### PROBLEM
From the first line to the last, copy the listing below word for word.

----

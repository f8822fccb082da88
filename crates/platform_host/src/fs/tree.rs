//! Seeded mock filesystem shared by Terminal, Finder, and the Files explorer.

use super::types::{FsEntry, MockFilesystem};
use crate::storage::records::DesktopFile;

/// Home directory of the single mock user.
pub const HOME_DIR_PATH: &str = "/home/user";
/// Directory that receives notes saved to the Desktop.
pub const DESKTOP_DIR_PATH: &str = "/home/user/Desktop";

const SAVED_FILE_MODIFIED: &str = "Today";

/// Builds the static seed tree.
pub fn default_filesystem() -> MockFilesystem {
    let documents = FsEntry::directory(
        "Documents",
        "Apr 15, 2023",
        vec![
            FsEntry::directory("Work", "Apr 14, 2023", Vec::new()),
            FsEntry::directory("Personal", "Apr 12, 2023", Vec::new()),
            FsEntry::file(
                "notes.txt",
                "Apr 15, 2023",
                "32B",
                "Important notes for the project",
            ),
            FsEntry::file(
                "todo.md",
                "Apr 18, 2023",
                "64B",
                "# Todo List\n- Finish WebOS project\n- Add more features\n- Fix bugs",
            ),
            FsEntry::file(
                "resume.pdf",
                "Apr 10, 2023",
                "245 KB",
                "Resume content would be here",
            ),
        ],
    );
    let downloads = FsEntry::directory(
        "Downloads",
        "Apr 18, 2023",
        vec![
            FsEntry::file("image.jpg", "Apr 10, 2023", "1.2MB", "[binary data]"),
            FsEntry::file(
                "software.dmg",
                "Apr 8, 2023",
                "1.2 GB",
                "Software installation file",
            ),
        ],
    );
    let pictures = FsEntry::directory(
        "Pictures",
        "Apr 10, 2023",
        vec![
            FsEntry::directory("Vacation", "Mar 20, 2023", Vec::new()),
            FsEntry::directory("Family", "Feb 15, 2023", Vec::new()),
            FsEntry::file("profile.jpg", "Apr 2, 2023", "1.2 MB", "Profile picture data"),
            FsEntry::file("background.png", "Mar 28, 2023", "2.4 MB", "[binary data]"),
        ],
    );
    let desktop = FsEntry::directory(
        "Desktop",
        "Apr 5, 2023",
        vec![FsEntry::file(
            "shortcut.lnk",
            "Apr 5, 2023",
            "1KB",
            "[link to application]",
        )],
    );
    let user = FsEntry::directory(
        "user",
        "Apr 19, 2023",
        vec![
            documents,
            downloads,
            pictures,
            FsEntry::directory("Music", "Mar 25, 2023", Vec::new()),
            FsEntry::directory("Videos", "Feb 12, 2023", Vec::new()),
            desktop,
            FsEntry::file(
                "readme.txt",
                "Apr 19, 2023",
                "2 KB",
                "Welcome to WebOS!\n\nThis is a web-based operating system interface.",
            ),
            FsEntry::file(
                ".bashrc",
                "Mar 20, 2023",
                "128B",
                "# Bash configuration file\nalias ll='ls -la'\nalias cls='clear'",
            ),
        ],
    );

    MockFilesystem::new(vec![
        FsEntry::directory("home", "Jan 1, 2023", vec![user]),
        FsEntry::directory(
            "Applications",
            "Jan 1, 2023",
            vec![
                FsEntry::file("Web Browser.app", "Jan 1, 2023", "45 MB", "Browser application"),
                FsEntry::file("Notes.app", "Jan 1, 2023", "15 MB", "Notes application"),
                FsEntry::file("Terminal.app", "Jan 1, 2023", "8 MB", "Terminal application"),
            ],
        ),
        FsEntry::directory(
            "System",
            "Jan 1, 2023",
            vec![FsEntry::directory("Library", "Jan 1, 2023", Vec::new())],
        ),
        FsEntry::directory(
            "usr",
            "Jan 1, 2023",
            vec![
                FsEntry::directory("bin", "Jan 1, 2023", Vec::new()),
                FsEntry::directory("lib", "Jan 1, 2023", Vec::new()),
            ],
        ),
        FsEntry::directory(
            "etc",
            "Jan 1, 2023",
            vec![FsEntry::file(
                "hosts",
                "Jan 1, 2023",
                "32B",
                "127.0.0.1 localhost\n::1 localhost",
            )],
        ),
    ])
}

/// Appends saved desktop files to the Desktop directory, skipping names already present.
///
/// Returns the number of files grafted.
pub fn graft_desktop_files(fs: &mut MockFilesystem, files: &[DesktopFile]) -> usize {
    let Some(children) = fs.children_mut(DESKTOP_DIR_PATH) else {
        return 0;
    };
    let mut grafted = 0;
    for file in files {
        if children.iter().any(|entry| entry.name == file.name) {
            continue;
        }
        children.push(FsEntry::file(
            &file.name,
            SAVED_FILE_MODIFIED,
            &file.display_size(),
            &file.content,
        ));
        grafted += 1;
    }
    grafted
}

----

### OUTPUT OF THE EXERCISE
repository f8822fccb082da88
filename crates/platform_host/src/fs/tree.rs
//! Seeded mock filesystem shared by Terminal, Finder, and the Files explorer.

use super::types::{FsEntry, MockFilesystem};
use crate::storage::records::DesktopFile;

/// Home directory of the single mock user.
pub const HOME_DIR_PATH: &str = "/home/user";
/// Directory that receives notes saved to the Desktop.
pub const DESKTOP_DIR_PATH: &str = "/home/user/Desktop";

const SAVED_FILE_MODIFIED: &str = "Today";

/// Builds the static seed tree.
pub fn default_filesystem() -> MockFilesystem {
    let documents = FsEntry::directory(
        "Documents",
        "Apr 15, 2023",
        vec![
            FsEntry::directory("Work", "Apr 14, 2023", Vec::new()),
            FsEntry::directory("Personal", "Apr 12, 2023", Vec::new()),
            FsEntry::file(
                "notes.txt",
                "Apr 15, 2023",
                "32B",
                "Important notes for the project",
            ),
            FsEntry::file(
                "todo.md",
                "Apr 18, 2023",
                "64B",
                "# Todo List\n- Finish WebOS project\n- Add more features\n- Fix bugs",
            ),
            FsEntry::file(
                "resume.pdf",
                "Apr 10, 2023",
                "245 KB",
                "Resume content would be here",
            ),
        ],
    );
    let downloads = FsEntry::directory(
        "Downloads",
        "Apr 18, 2023",
        vec![
            FsEntry::file("image.jpg", "Apr 10, 2023", "1.2MB", "[binary data]"),
            FsEntry::file(
                "software.dmg",
                "Apr 8, 2023",
                "1.2 GB",
                "Software installation file",
            ),
        ],
    );
    let pictures = FsEntry::directory(
        "Pictures",
        "Apr 10, 2023",
        vec![
            FsEntry::directory("Vacation", "Mar 20, 2023", Vec::new()),
            FsEntry::directory("Family", "Feb 15, 2023", Vec::new()),
            FsEntry::file("profile.jpg", "Apr 2, 2023", "1.2 MB", "Profile picture data"),
            FsEntry::file("background.png", "Mar 28, 2023", "2.4 MB", "[binary data]"),
        ],
    );
    let desktop = FsEntry::directory(
        "Desktop",
        "Apr 5, 2023",
        vec![FsEntry::file(
            "shortcut.lnk",
            "Apr 5, 2023",
            "1KB",
            "[link to application]",
        )],
    );
    let user = FsEntry::directory(
        "user",
        "Apr 19, 2023",
        vec![
            documents,
            downloads,
            pictures,
            FsEntry::directory("Music", "Mar 25, 2023", Vec::new()),
            FsEntry::directory("Videos", "Feb 12, 2023", Vec::new()),
            desktop,
            FsEntry::file(
                "readme.txt",
                "Apr 19, 2023",
                "2 KB",
                "Welcome to WebOS!\n\nThis is a web-based operating system interface.",
            ),
            FsEntry::file(
                ".bashrc",
                "Mar 20, 2023",
                "128B",
                "# Bash configuration file\nalias ll='ls -la'\nalias cls='clear'",
            ),
        ],
    );

    MockFilesystem::new(vec![
        FsEntry::directory("home", "Jan 1, 2023", vec![user]),
        FsEntry::directory(
            "Applications",
            "Jan 1, 2023",
            vec![
                FsEntry::file("Web Browser.app", "Jan 1, 2023", "45 MB", "Browser application"),
                FsEntry::file("Notes.app", "Jan 1, 2023", "15 MB", "Notes application"),
                FsEntry::file("Terminal.app", "Jan 1, 2023", "8 MB", "Terminal application"),
            ],
        ),
        FsEntry::directory(
            "System",
            "Jan 1, 2023",
            vec![FsEntry::directory("Library", "Jan 1, 2023", Vec::new())],
        ),
        FsEntry::directory(
            "usr",
            "Jan 1, 2023",
            vec![
                FsEntry::directory("bin", "Jan 1, 2023", Vec::new()),
                FsEntry::directory("lib", "Jan 1, 2023", Vec::new()),
            ],
        ),
        FsEntry::directory(
            "etc",
            "Jan 1, 2023",
            vec![FsEntry::file(
                "hosts",
                "Jan 1, 2023",
                "32B",
                "127.0.0.1 localhost\n::1 localhost",
            )],
        ),
    ])
}

/// Appends saved desktop files to the Desktop directory, skipping names already present.
///
/// Returns the number of files grafted.
pub fn graft_desktop_files(fs: &mut MockFilesystem, files: &[DesktopFile]) -> usize {
    let Some(children) = fs.children_mut(DESKTOP_DIR_PATH) else {
        return 0;
    };
    let mut grafted = 0;
    for file in files {
        if children.iter().any(|entry| entry.name == file.name) {
            continue;
        }
        children.push(FsEntry::file(
            &file.name,
            SAVED_FILE_MODIFIED,
            &file.display_size(),
            &file.content,
        ));
        grafted += 1;
    }
    grafted
}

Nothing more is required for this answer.